WHAT TO DO: Keep every line in which "EndPanelDrag" occurs and drop the rest of the data.
++++ INFORMATION SUPPLIED
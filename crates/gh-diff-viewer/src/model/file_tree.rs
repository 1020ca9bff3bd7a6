//! File explorer tree built from the changed paths.

use super::{FileDiff, FileStatus};

/// Node in the file tree.
#[derive(Debug, Clone, PartialEq, Eq)]
pub struct FileTreeNode {
    /// Display name (file or directory name).
    pub name: String,
    /// Full path of the directory or file ("" for the root).
    pub path: String,
    /// Index into `PullRequestDiff::files` (files only).
    pub file_index: Option<usize>,
    /// Child nodes (for directories).
    pub children: Vec<FileTreeNode>,
    /// Whether this directory is expanded.
    pub expanded: bool,
    /// File status (for files).
    pub status: Option<FileStatus>,
    /// Added lines; aggregated for directories.
    pub additions: usize,
    /// Deleted lines; aggregated for directories.
    pub deletions: usize,
}

impl FileTreeNode {
    fn directory(name: &str, path: String) -> Self {
        Self {
            name: name.to_string(),
            path,
            file_index: None,
            children: Vec::new(),
            expanded: true,
            status: None,
            additions: 0,
            deletions: 0,
        }
    }

    fn file(name: &str, index: usize, file_diff: &FileDiff) -> Self {
        Self {
            name: name.to_string(),
            path: file_diff.path.clone(),
            file_index: Some(index),
            children: Vec::new(),
            expanded: false,
            status: Some(file_diff.status),
            additions: file_diff.additions,
            deletions: file_diff.deletions,
        }
    }

    /// Build a tree from a flat list of files.
    ///
    /// Directories come first, then files; both sorted by name.
    pub fn from_files(files: &[FileDiff]) -> Self {
        let mut root = FileTreeNode::directory("", String::new());

        for (index, file) in files.iter().enumerate() {
            let parts: Vec<&str> = file.path.split('/').filter(|p| !p.is_empty()).collect();
            root.insert_path(&parts, index, file);
        }

        root.sort_recursive();
        root.aggregate_stats();
        root
    }

    fn insert_path(&mut self, parts: &[&str], index: usize, file_diff: &FileDiff) {
        match parts {
            [] => {}
            [name] => self.children.push(FileTreeNode::file(name, index, file_diff)),
            [dir, rest @ ..] => {
                let pos = self
                    .children
                    .iter()
                    .position(|c| c.is_directory() && c.name == *dir);
                let pos = match pos {
                    Some(pos) => pos,
                    None => {
                        let path = if self.path.is_empty() {
                            dir.to_string()
                        } else {
                            format!("{}/{}", self.path, dir)
                        };
                        self.children.push(FileTreeNode::directory(dir, path));
                        self.children.len() - 1
                    }
                };
                self.children[pos].insert_path(rest, index, file_diff);
            }
        }
    }

    fn sort_recursive(&mut self) {
        self.children.sort_by(|a, b| {
            b.is_directory()
                .cmp(&a.is_directory())
                .then_with(|| a.name.cmp(&b.name))
        });
        for child in &mut self.children {
            child.sort_recursive();
        }
    }

    fn aggregate_stats(&mut self) -> (usize, usize) {
        if self.is_directory() {
            let (mut add, mut del) = (0, 0);
            for child in &mut self.children {
                let (a, d) = child.aggregate_stats();
                add += a;
                del += d;
            }
            self.additions = add;
            self.deletions = del;
        }
        (self.additions, self.deletions)
    }

    /// Check if this node is a directory.
    pub fn is_directory(&self) -> bool {
        self.file_index.is_none()
    }

    /// Toggle the directory with the given full path.
    ///
    /// Returns `false` if no such directory exists.
    pub fn toggle_directory(&mut self, dir_path: &str) -> bool {
        for child in &mut self.children {
            if !child.is_directory() {
                continue;
            }
            if child.path == dir_path {
                child.expanded = !child.expanded;
                return true;
            }
            if dir_path.starts_with(&format!("{}/", child.path)) {
                return child.toggle_directory(dir_path);
            }
        }
        false
    }

    /// Flatten the tree into a list for rendering (respecting expanded state).
    pub fn flatten(&self) -> Vec<FlatFileEntry> {
        let mut result = Vec::new();
        for child in &self.children {
            child.flatten_into(0, &mut result);
        }
        result
    }

    fn flatten_into(&self, depth: usize, result: &mut Vec<FlatFileEntry>) {
        result.push(FlatFileEntry {
            depth,
            name: self.name.clone(),
            path: self.path.clone(),
            file_index: self.file_index,
            is_expanded: self.expanded,
            status: self.status,
            additions: self.additions,
            deletions: self.deletions,
        });
        if self.expanded {
            for child in &self.children {
                child.flatten_into(depth + 1, result);
            }
        }
    }
}

/// A flattened file tree entry for rendering.
#[derive(Debug, Clone, PartialEq, Eq)]
pub struct FlatFileEntry {
    /// Nesting depth (0 = top level).
    pub depth: usize,
    pub name: String,
    pub path: String,
    /// Set for files only.
    pub file_index: Option<usize>,
    pub is_expanded: bool,
    pub status: Option<FileStatus>,
    pub additions: usize,
    pub deletions: usize,
}

impl FlatFileEntry {
    pub fn is_dir(&self) -> bool {
        self.file_index.is_none()
    }
}
//! Explicit request configuration
//!
//! Every client is built from a [`RequestConfig`]; there is no ambient
//! authentication or host state.

use gh_pr_config::{AppConfig, DEFAULT_HOST};

/// Default value of the `X-GitHub-Api-Version` header
pub const DEFAULT_API_VERSION: &str = "2022-11-28";

/// Host, credentials and API version for a client
#[derive(Clone, PartialEq, Eq)]
pub struct RequestConfig {
    /// GitHub host, or a full base URL (`http://…` / `https://…`)
    pub host: String,
    /// Bearer token; required for authenticated calls
    pub token: Option<String>,
    /// Value of the `X-GitHub-Api-Version` header
    pub api_version: String,
}

impl std::fmt::Debug for RequestConfig {
    fn fmt(&self, f: &mut std::fmt::Formatter<'_>) -> std::fmt::Result {
        f.debug_struct("RequestConfig")
            .field("host", &self.host)
            .field("token", &self.token.as_ref().map(|_| "<redacted>"))
            .field("api_version", &self.api_version)
            .finish()
    }
}

impl Default for RequestConfig {
    fn default() -> Self {
        Self {
            host: DEFAULT_HOST.to_string(),
            token: None,
            api_version: DEFAULT_API_VERSION.to_string(),
        }
    }
}

impl RequestConfig {
    /// Configuration for `host` without a token
    pub fn new(host: impl Into<String>) -> Self {
        Self {
            host: host.into(),
            ..Self::default()
        }
    }

    /// Take host and API version from the application config
    pub fn from_app_config(config: &AppConfig) -> Self {
        Self {
            host: config.host.clone(),
            token: None,
            api_version: config.api_version.clone(),
        }
    }

    /// Set the bearer token
    pub fn with_token(mut self, token: impl Into<String>) -> Self {
        let token = token.into();
        self.token = if token.trim().is_empty() {
            None
        } else {
            Some(token)
        };
        self
    }

    /// Set the API version header value
    pub fn with_api_version(mut self, version: impl Into<String>) -> Self {
        self.api_version = version.into();
        self
    }

    /// REST base URL for the configured host
    ///
    /// - `github.com` → `https://api.github.com`
    /// - enterprise host → `https://{host}/api/v3`
    /// - a full URL is used verbatim (trailing slash removed)
    pub fn base_url(&self) -> String {
        let host = self.host.trim();
        if host.starts_with("http://") || host.starts_with("https://") {
            host.trim_end_matches('/').to_string()
        } else if host.is_empty() || host == DEFAULT_HOST {
            "https://api.github.com".to_string()
        } else {
            format!("https://{}/api/v3", host)
        }
    }
}

#[cfg(test)]
mod tests {
    use super::*;
    use pretty_assertions::assert_eq;

    #[test]
    fn test_base_url() {
        assert_eq!(RequestConfig::default().base_url(), "https://api.github.com");
        assert_eq!(
            RequestConfig::new("ghe.example.com").base_url(),
            "https://ghe.example.com/api/v3"
        );
        assert_eq!(
            RequestConfig::new("http://127.0.0.1:8080/").base_url(),
            "http://127.0.0.1:8080"
        );
    }

    #[test]
    fn test_blank_token_is_none() {
        let config = RequestConfig::default().with_token("  ");
        assert!(config.token.is_none());

        let config = RequestConfig::default().with_token("ghp_abc");
        assert_eq!(config.token.as_deref(), Some("ghp_abc"));
    }

    #[test]
    fn test_debug_redacts_token() {
        let config = RequestConfig::default().with_token("ghp_secret");
        let debug = format!("{:?}", config);
        assert!(!debug.contains("ghp_secret"));
        assert!(debug.contains("<redacted>"));
    }

    #[test]
    fn test_from_app_config() {
        let app = AppConfig {
            host: "ghe.corp".to_string(),
            api_version: "2024-01-01".to_string(),
            ..AppConfig::default()
        };
        let config = RequestConfig::from_app_config(&app);
        assert_eq!(config.host, "ghe.corp");
        assert_eq!(config.api_version, "2024-01-01");
        assert!(config.token.is_none());
    }
}
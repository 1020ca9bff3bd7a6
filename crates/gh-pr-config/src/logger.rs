//! File-based logging using simplelog
//!
//! Libraries in this workspace only emit through the `log` facade; a host
//! application calls [`init`] once to route those records into a timestamped
//! file in the cache directory (or a directory of its choosing).

use anyhow::{Context, Result};
use simplelog::{ConfigBuilder, LevelFilter, WriteLogger};
use std::fs::File;
use std::path::{Path, PathBuf};

/// Parse a textual level, defaulting to `Info` for unknown values.
pub fn parse_level(level: &str) -> LevelFilter {
    match level.to_lowercase().as_str() {
        "off" => LevelFilter::Off,
        "error" => LevelFilter::Error,
        "warn" => LevelFilter::Warn,
        "info" => LevelFilter::Info,
        "debug" => LevelFilter::Debug,
        "trace" => LevelFilter::Trace,
        _ => LevelFilter::Info,
    }
}

/// Timestamped log file name inside `dir`.
pub fn log_file_path(dir: &Path) -> PathBuf {
    let timestamp = chrono::Local::now().format("%Y%m%d-%H%M%S");
    dir.join(format!("gh-pr-review-{}.log", timestamp))
}

/// Initialize file logging in the cache directory.
///
/// `RUST_LOG` overrides `level` when set. Returns the log file path.
pub fn init(level: &str) -> Result<PathBuf> {
    let dir = crate::paths::cache_dir()?;
    init_in(&dir, level)
}

/// Initialize file logging in `dir`. Fails if a global logger is already set.
pub fn init_in(dir: &Path, level: &str) -> Result<PathBuf> {
    let log_file = log_file_path(dir);

    let level = std::env::var("RUST_LOG")
        .map(|v| parse_level(&v))
        .unwrap_or_else(|_| parse_level(level));

    let config = ConfigBuilder::new()
        .set_time_format_rfc3339()
        .set_time_offset_to_local()
        .unwrap_or_else(|c| c)
        .build();

    let file = File::create(&log_file)
        .with_context(|| format!("Failed to create log file {:?}", log_file))?;

    WriteLogger::init(level, config, file).context("Failed to initialize logger")?;

    Ok(log_file)
}

#[cfg(test)]
mod tests {
    use super::*;

    #[test]
    fn test_parse_level() {
        assert_eq!(parse_level("debug"), LevelFilter::Debug);
        assert_eq!(parse_level("WARN"), LevelFilter::Warn);
        assert_eq!(parse_level("off"), LevelFilter::Off);
        assert_eq!(parse_level("verbose"), LevelFilter::Info);
    }

    #[test]
    fn test_log_file_path() {
        let path = log_file_path(Path::new("/tmp/logs"));
        let name = path.file_name().unwrap().to_string_lossy().to_string();
        assert!(name.starts_with("gh-pr-review-"));
        assert!(name.ends_with(".log"));
        assert!(path.starts_with("/tmp/logs"));
    }
}
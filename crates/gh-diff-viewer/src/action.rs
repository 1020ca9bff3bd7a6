//! Diff Viewer Actions
//!
//! Tagged actions that the diff viewer can process. The host maps its own
//! input events (clicks, keys, pointer moves) to these and dispatches them to
//! [`crate::DiffViewerState::handle_action`].

use crate::event::ExpandDirection;
use crate::model::{DiffSide, ReviewEvent};

#[derive(Debug, Clone, PartialEq)]
pub enum DiffAction {
    // === Files ===
    /// Select a specific file by index
    SelectFile(usize),
    NextFile,
    PrevFile,
    /// Collapse or expand a file's hunks
    ToggleFileCollapsed(usize),
    CollapseAll,
    ExpandAll,
    /// Toggle a directory in the file explorer by its full path
    ToggleDirectory(String),

    // === Layout ===
    /// Switch display mode by name ("unified", "split")
    SetDisplayMode(String),

    // === Context Expansion ===
    ExpandContext {
        file: usize,
        hunk: usize,
        direction: ExpandDirection,
    },

    // === Comments ===
    /// Open the editor on a line
    StartComment { file: usize, side: DiffSide, line: u32 },
    /// Open the editor on a pending comment
    EditComment(usize),
    /// Replace the editor text
    SetCommentBody(String),
    /// Commit/save the current comment
    CommitComment,
    /// Cancel comment editing
    CancelComment,
    /// Remove a pending comment
    DeleteComment(usize),

    // === Review ===
    SetReviewEvent(ReviewEvent),
    NextReviewEvent,
    SetReviewBody(String),
    SubmitReview,

    // === Explorer panel resize ===
    BeginPanelDrag { x: f64, container_width: f64 },
    PanelDragTo(f64),
    PanelAnimationFrame,
    EndPanelDrag,

    // === General ===
    /// Close the diff viewer
    Close,
}

impl DiffAction {
    /// Check if this action only applies while the comment editor is open
    pub fn is_comment_action(&self) -> bool {
        matches!(
            self,
            DiffAction::SetCommentBody(_) | DiffAction::CommitComment | DiffAction::CancelComment
        )
    }

    /// Check if this action belongs to a panel drag gesture
    pub fn is_panel_action(&self) -> bool {
        matches!(
            self,
            DiffAction::BeginPanelDrag { .. }
                | DiffAction::PanelDragTo(_)
                | DiffAction::PanelAnimationFrame
                | DiffAction::EndPanelDrag
        )
    }
}
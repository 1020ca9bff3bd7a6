//! HTML rendering of view-model output.
//!
//! A thin adapter: every decision (pairing, highlighting, gaps, comment
//! anchors) is made by the state and row modules, this only emits markup.
//! Dynamic text is always escaped; highlighted code arrives already safe.

use crate::event::ExpandDirection;
use crate::highlight::escape_html;
use crate::model::{
    CommentPosition, DiffLine, DiffSide, FileStatus, FlatFileEntry, PendingComment, RemoteComment,
};
use crate::rows::{comment_anchor, DisplayMode, HunkRows, LinePair, SplitCell, SplitLinePair};
use crate::state::{FileView, HunkView};
use gh_pr_config::ThemeTokens;

const UNIFIED_COLUMNS: usize = 3;
const SPLIT_COLUMNS: usize = 4;

/// Renders files and the file explorer as HTML fragments.
#[derive(Debug, Clone)]
pub struct HtmlRenderer {
    theme: ThemeTokens,
}

impl HtmlRenderer {
    pub fn new(theme: &ThemeTokens) -> Self {
        Self {
            theme: theme.clone(),
        }
    }

    /// Theme custom properties followed by the rules that use them.
    pub fn stylesheet(&self) -> String {
        let mut css = self.theme.css_variables();
        css.push_str(STYLE_RULES);
        css
    }

    /// Render one file: header, then its hunks unless collapsed.
    pub fn render_file(&self, view: &FileView<'_>) -> String {
        let file = view.file;
        let mut html = format!(
            "<div class=\"diff-file{}\" data-file=\"{}\">",
            if view.collapsed { " diff-collapsed" } else { "" },
            view.index
        );
        html.push_str(&format!(
            "<div class=\"diff-file-header\"><span class=\"diff-status diff-status-{}\">{}</span>\
             <span class=\"diff-file-name\">{}</span>{}</div>",
            file.status.css_class(),
            file.status.as_char(),
            escape_html(&file.display_name()),
            stats_html(file.additions, file.deletions),
        ));

        if view.collapsed {
            html.push_str("</div>");
            return html;
        }

        let mut table = TableWriter {
            view,
            html: String::new(),
            columns: match view.mode {
                DisplayMode::Unified => UNIFIED_COLUMNS,
                DisplayMode::Split => SPLIT_COLUMNS,
            },
        };
        for hunk in &view.hunks {
            table.hunk(hunk);
        }
        table.trailing_expander();

        html.push_str(&format!(
            "<table class=\"diff-table diff-{}\">{}</table>",
            view.mode, table.html
        ));
        html.push_str(&outdated_comments(&view.remote));
        html.push_str("</div>");
        html
    }

    /// Render the flattened explorer inside a container `width` percent wide.
    pub fn render_file_tree(
        &self,
        entries: &[FlatFileEntry],
        selected: Option<usize>,
        width: f64,
    ) -> String {
        let mut html = format!(
            "<nav class=\"diff-file-tree\" style=\"width: {:.2}%\"><ul>",
            width
        );
        for entry in entries {
            html.push_str(&tree_entry(entry, selected));
        }
        html.push_str("</ul></nav>");
        html
    }
}

fn stats_html(additions: usize, deletions: usize) -> String {
    format!(
        "<span class=\"diff-stats\"><span class=\"diff-stat-add\">+{}</span>\
         <span class=\"diff-stat-del\">-{}</span></span>",
        additions, deletions
    )
}

fn tree_entry(entry: &FlatFileEntry, selected: Option<usize>) -> String {
    let indent = format!("padding-left: {}em", entry.depth);
    match entry.file_index {
        None => format!(
            "<li class=\"diff-tree-entry diff-tree-dir\" data-path=\"{}\" style=\"{}\">\
             <span class=\"diff-tree-toggle\">{}</span>{}{}</li>",
            escape_html(&entry.path),
            indent,
            if entry.is_expanded { "▾" } else { "▸" },
            escape_html(&entry.name),
            stats_html(entry.additions, entry.deletions),
        ),
        Some(index) => {
            let status = entry.status.unwrap_or(FileStatus::Modified);
            format!(
                "<li class=\"diff-tree-entry diff-tree-file{}\" data-file=\"{}\" style=\"{}\">\
                 <span class=\"diff-status diff-status-{}\">{}</span>{}{}</li>",
                if selected == Some(index) { " diff-tree-selected" } else { "" },
                index,
                indent,
                status.css_class(),
                status.as_char(),
                escape_html(&entry.name),
                stats_html(entry.additions, entry.deletions),
            )
        }
    }
}

struct TableWriter<'v, 'a> {
    view: &'v FileView<'a>,
    html: String,
    columns: usize,
}

impl TableWriter<'_, '_> {
    fn hunk(&mut self, hunk: &HunkView) {
        if self.view.file.is_expandable() && hunk.hidden_above > 0 {
            self.expander(hunk.index, ExpandDirection::Up, Some(hunk.hidden_above));
        }
        match hunk.rows.as_ref() {
            HunkRows::Unified(rows) => {
                let header = escape_html(
                    self.view
                        .file
                        .hunks
                        .get(hunk.index)
                        .map_or("", |h| h.header.as_str()),
                );
                self.header_row(&header);
                for row in rows {
                    self.unified_row(row);
                }
            }
            HunkRows::Split(rows) => {
                for row in rows {
                    self.split_row(row);
                }
            }
        }
    }

    fn trailing_expander(&mut self) {
        let Some(last) = self.view.hunks.last().map(|h| h.index) else {
            return;
        };
        let gap = self.view.trailing_gap;
        if !self.view.file.is_expandable() || gap == Some(0) {
            return;
        }
        self.expander(last, ExpandDirection::Down, gap);
    }

    fn expander(&mut self, hunk: usize, direction: ExpandDirection, hidden: Option<u32>) {
        let (attr, label) = match hidden {
            Some(n) => (
                format!(" data-hidden=\"{}\"", n),
                format!("Expand {} hidden line{}", n, if n == 1 { "" } else { "s" }),
            ),
            None => (String::new(), "Load more lines".to_string()),
        };
        self.html.push_str(&format!(
            "<tr class=\"diff-expander\" data-hunk=\"{}\" data-direction=\"{}\"{}>\
             <td colspan=\"{}\">{}</td></tr>",
            hunk,
            direction.as_str(),
            attr,
            self.columns,
            label
        ));
    }

    fn header_row(&mut self, escaped: &str) {
        self.html.push_str(&format!(
            "<tr class=\"diff-hunk-header\"><td colspan=\"{}\">{}</td></tr>",
            self.columns, escaped
        ));
    }

    fn unified_row(&mut self, row: &LinePair) {
        let line = &row.line;
        let anchor = comment_anchor(line, None);
        self.html.push_str(&format!(
            "<tr class=\"diff-line diff-{}\">{}{}<td class=\"diff-code\"{}>\
             <span class=\"diff-prefix\">{}</span>{}</td></tr>",
            line.kind.css_class(),
            number_cell(line.old_line),
            number_cell(line.new_line),
            anchor_attrs(anchor),
            line.kind.prefix(),
            row.html
        ));
        self.comment_rows(anchor.into_iter());
    }

    fn split_row(&mut self, row: &SplitLinePair) {
        if row.is_header() {
            let html = row.left.as_ref().map(|c| c.html.as_str()).unwrap_or_default();
            self.header_row(html);
            return;
        }

        let left_anchor = row
            .left
            .as_ref()
            .and_then(|c| comment_anchor(&c.line, Some(DiffSide::Left)));
        let right_anchor = row
            .right
            .as_ref()
            .and_then(|c| comment_anchor(&c.line, Some(DiffSide::Right)));

        self.html.push_str("<tr class=\"diff-line\">");
        split_cells(&mut self.html, row.left.as_ref(), DiffSide::Left, left_anchor);
        split_cells(&mut self.html, row.right.as_ref(), DiffSide::Right, right_anchor);
        self.html.push_str("</tr>");
        self.comment_rows(left_anchor.into_iter().chain(right_anchor));
    }

    /// Comments and an open editor under the line they are anchored at.
    fn comment_rows(&mut self, anchors: impl Iterator<Item = CommentPosition>) {
        for position in anchors {
            let path = &self.view.file.path;
            let mut body = String::new();
            for comment in self.view.remote.iter().filter(|c| c.position == Some(position)) {
                body.push_str(&remote_comment_html(comment));
            }
            for comment in self
                .view
                .pending
                .iter()
                .filter(|c| c.is_at(path, position.side, position.line))
            {
                body.push_str(&pending_comment_html(comment));
            }
            if let Some(editor) = self.view.editor.filter(|e| e.position == position) {
                body.push_str(&format!(
                    "<div class=\"diff-comment-editor\"><textarea>{}</textarea></div>",
                    escape_html(&editor.body)
                ));
            }
            if body.is_empty() {
                continue;
            }
            self.html.push_str(&format!(
                "<tr class=\"diff-comment-row\"{}><td colspan=\"{}\">{}</td></tr>",
                anchor_attrs(Some(position)),
                self.columns,
                body
            ));
        }
    }
}

fn number_cell(number: Option<u32>) -> String {
    match number {
        Some(n) => format!("<td class=\"diff-line-number\">{}</td>", n),
        None => "<td class=\"diff-line-number\"></td>".to_string(),
    }
}

fn anchor_attrs(anchor: Option<CommentPosition>) -> String {
    match anchor {
        Some(position) => format!(
            " data-side=\"{}\" data-line=\"{}\"",
            position.side.as_github_str(),
            position.line
        ),
        None => String::new(),
    }
}

fn split_cells(
    html: &mut String,
    cell: Option<&SplitCell>,
    side: DiffSide,
    anchor: Option<CommentPosition>,
) {
    let Some(cell) = cell else {
        html.push_str("<td class=\"diff-line-number diff-empty\"></td><td class=\"diff-code diff-empty\"></td>");
        return;
    };
    let line: &DiffLine = &cell.line;
    let number = match side {
        DiffSide::Left => line.old_line,
        DiffSide::Right => line.new_line,
    };
    let kind = line.kind.css_class();
    html.push_str(&format!(
        "<td class=\"diff-line-number diff-{}\">{}</td><td class=\"diff-code diff-{}\"{}>{}</td>",
        kind,
        number.map(|n| n.to_string()).unwrap_or_default(),
        kind,
        anchor_attrs(anchor),
        cell.html
    ));
}

fn pending_comment_html(comment: &PendingComment) -> String {
    format!(
        "<div class=\"diff-comment diff-comment-pending\" data-comment-id=\"{}\">\
         <div class=\"diff-comment-author\">Pending</div>\
         <div class=\"diff-comment-body\">{}</div></div>",
        comment.id,
        escape_html(&comment.body)
    )
}

fn remote_comment_html(comment: &RemoteComment) -> String {
    format!(
        "<div class=\"diff-comment\" data-comment-id=\"{}\">\
         <div class=\"diff-comment-author\">{}</div>\
         <div class=\"diff-comment-body\">{}</div></div>",
        comment.id,
        escape_html(&comment.author),
        escape_html(&comment.body)
    )
}

/// Published comments whose line no longer exists in the diff.
fn outdated_comments(remote: &[&RemoteComment]) -> String {
    let outdated: String = remote
        .iter()
        .filter(|c| c.position.is_none())
        .map(|c| remote_comment_html(c))
        .collect();
    if outdated.is_empty() {
        return outdated;
    }
    format!("<div class=\"diff-outdated-comments\">{}</div>", outdated)
}

const STYLE_RULES: &str = r#"
.diff-table { border-collapse: collapse; width: 100%; font-family: var(--diff-font-family); font-size: var(--diff-font-size); line-height: var(--diff-line-height); }
.diff-table td { padding: 0 var(--diff-cell-padding); vertical-align: top; white-space: pre; }
.diff-line-number { width: var(--diff-gutter-width); color: var(--diff-line-number-fg); text-align: right; user-select: none; }
.diff-addition { background: var(--diff-addition-bg); }
td.diff-line-number.diff-addition { background: var(--diff-addition-gutter); }
.diff-deletion { background: var(--diff-deletion-bg); }
td.diff-line-number.diff-deletion { background: var(--diff-deletion-gutter); }
.diff-context { background: var(--diff-context-bg); }
.diff-hunk-header td { background: var(--diff-hunk-header-bg); color: var(--diff-hunk-header-fg); }
.diff-expander td { background: var(--diff-expander-bg); cursor: pointer; }
.diff-file-header { background: var(--diff-file-header-bg); padding: var(--diff-cell-padding); }
.diff-comment { background: var(--diff-comment-bg); border: 1px solid var(--diff-comment-border); white-space: normal; }
"#;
++++++++
RESULT OF THE TASK:
    EndPanelDrag,
                | DiffAction::EndPanelDrag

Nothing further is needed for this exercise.